(Dataset entries)
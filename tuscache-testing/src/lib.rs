//! Testing helpers for use writing unit and integration tests of the `tuscache` crate
//!
//! This is internal to `tuscache` and is not intended for use by any other crates.  Breaking
//! changes can be made at any time.  The only reason this is published at all is that `cargo
//! publish` requires that all `dev-dependencies` be resolvable in the public registry.
pub mod harness;
pub mod logging;
pub mod memory;
pub mod minio;
pub mod test_data;

pub use harness::{test_config, TestCache};
pub use memory::MemoryStore;

/// Test code that reports errors can just cheat and use `eyre`
pub type Result<T> = color_eyre::Result<T>;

**Task goal**: Among the entries above, how many lines contain the string "harness"? Write the number alone.

**Solution to the exercise**: 2